I went down into the dark before most people had their coffee. For 42 years I climbed into a cage, felt the rumble of the shaft, and stepped into a world of dust and lamps and the steady hum of machines. I learned to read the mine the way others read a clock—the way the air moved, the sound of a distant drill, the small changes that meant safety or danger. It was hard work, honest work, and it paid for the things that mattered at home.
I missed birthdays and school plays. I missed a hundred small moments that add up to a life: a first tooth, a scraped knee, a late-night talk. My wife covered the nights I couldn’t be there, and she never complained when I came home smelling of coal and oil. I sent the checks, fixed the leaky roof, and tried to make up for absence with steady hands and steady pay. When my son needed tuition and my daughter needed a place to practice, the mine’s paycheck was the quiet answer.
There were days that scared me. I remember the time the roof shifted and we all held our breath until the rescue team cleared the dust.
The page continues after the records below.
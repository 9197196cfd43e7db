// Octet key pair JWK (RFC 8037) used as route verification key
use base64::{engine::general_purpose::URL_SAFE_NO_PAD, Engine};
use ed25519_dalek::{SigningKey, VerifyingKey};
use serde::{Deserialize, Serialize};

use crate::error::{HarnessError, Result};

pub const OKP_KTY: &str = "OKP";
pub const ED25519_CRV: &str = "Ed25519";

/// Ed25519 key in JWK form
#[derive(Serialize, Deserialize, Debug, Clone, PartialEq, Eq)]
pub struct OkpJwk {
    pub kty: String,
    pub crv: String,
    /// Public key, base64url without padding
    pub x: String,
    /// Private key, base64url without padding
    #[serde(default, skip_serializing_if = "Option::is_none")]
    pub d: Option<String>,
}

impl OkpJwk {
    /// Public JWK of a signing key
    pub fn from_verifying_key(key: &VerifyingKey) -> Self {
        Self {
            kty: OKP_KTY.to_string(),
            crv: ED25519_CRV.to_string(),
            x: URL_SAFE_NO_PAD.encode(key.to_bytes()),
            d: None,
        }
    }

    /// Private JWK of a signing key
    pub fn from_signing_key(key: &SigningKey) -> Self {
        Self {
            d: Some(URL_SAFE_NO_PAD.encode(key.to_bytes())),
            ..Self::from_verifying_key(&key.verifying_key())
        }
    }

    /// Fresh random private JWK
    pub fn generate() -> Self {
        let key = SigningKey::generate(&mut rand::rngs::OsRng);
        Self::from_signing_key(&key)
    }

    /// Decode from JSON bytes
    pub fn from_slice(bytes: &[u8]) -> Result<Self> {
        let jwk: Self = serde_json::from_slice(bytes)?;
        jwk.validate()?;
        Ok(jwk)
    }

    pub fn to_vec(&self) -> Result<Vec<u8>> {
        Ok(serde_json::to_vec(self)?)
    }

    /// Same key without the private component
    pub fn public(&self) -> Self {
        Self {
            d: None,
            ..self.clone()
        }
    }

    pub fn verifying_key(&self) -> Result<VerifyingKey> {
        let bytes = decode_32(&self.x, "x")?;
        VerifyingKey::from_bytes(&bytes).map_err(|e| HarnessError::InvalidKey(e.to_string()))
    }

    /// Checks kty/crv and, when present, that `d` derives `x`
    pub fn validate(&self) -> Result<()> {
        if self.kty != OKP_KTY {
            return Err(HarnessError::InvalidKey(format!("unsupported kty {}", self.kty)));
        }
        if self.crv != ED25519_CRV {
            return Err(HarnessError::InvalidKey(format!("unsupported crv {}", self.crv)));
        }

        let public = self.verifying_key()?;
        if let Some(d) = &self.d {
            let secret = SigningKey::from_bytes(&decode_32(d, "d")?);
            if secret.verifying_key() != public {
                return Err(HarnessError::InvalidKey(
                    "private key does not match public key".to_string(),
                ));
            }
        }
        Ok(())
    }
}

fn decode_32(encoded: &str, field: &str) -> Result<[u8; 32]> {
    let bytes = URL_SAFE_NO_PAD
        .decode(encoded)
        .map_err(|e| HarnessError::InvalidKey(format!("{}: {}", field, e)))?;
    bytes
        .try_into()
        .map_err(|b: Vec<u8>| HarnessError::InvalidKey(format!("{}: expected 32 bytes, got {}", field, b.len())))
}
I remember coughing in the dark and thinking about whether I’d see another sunrise. My body kept score: the cough that wouldn’t quit, the arthritis that crept into my fingers, the nights my back reminded me of every year I bent over a conveyor belt. Still, I kept going because the choice felt simple—work now so they could have choices later.
When my children finally stood on their own, I felt something like relief and something like loss. Relief because they had degrees and jobs and a life that didn’t require them to go underground. Loss because the rhythm that had defined me for decades was ending. Retirement was quieter than I expected. I missed the camaraderie, the jokes in the break room, the shared coffee in the lamp light. I also loved the mornings I could now spend with my wife, the slow breakfasts, the chance to watch my grandchildren grow without a clock pulling me away.
Would I do it again? Yes—without hesitation. I would go down another morning, take another shift, because every hour I spent under the earth bought my family a little more breathing room. But I also hope my grandchildren never have to choose between their health and their children’s future. I hope they inherit the safety and the choices we fought for, not the dust on our lungs.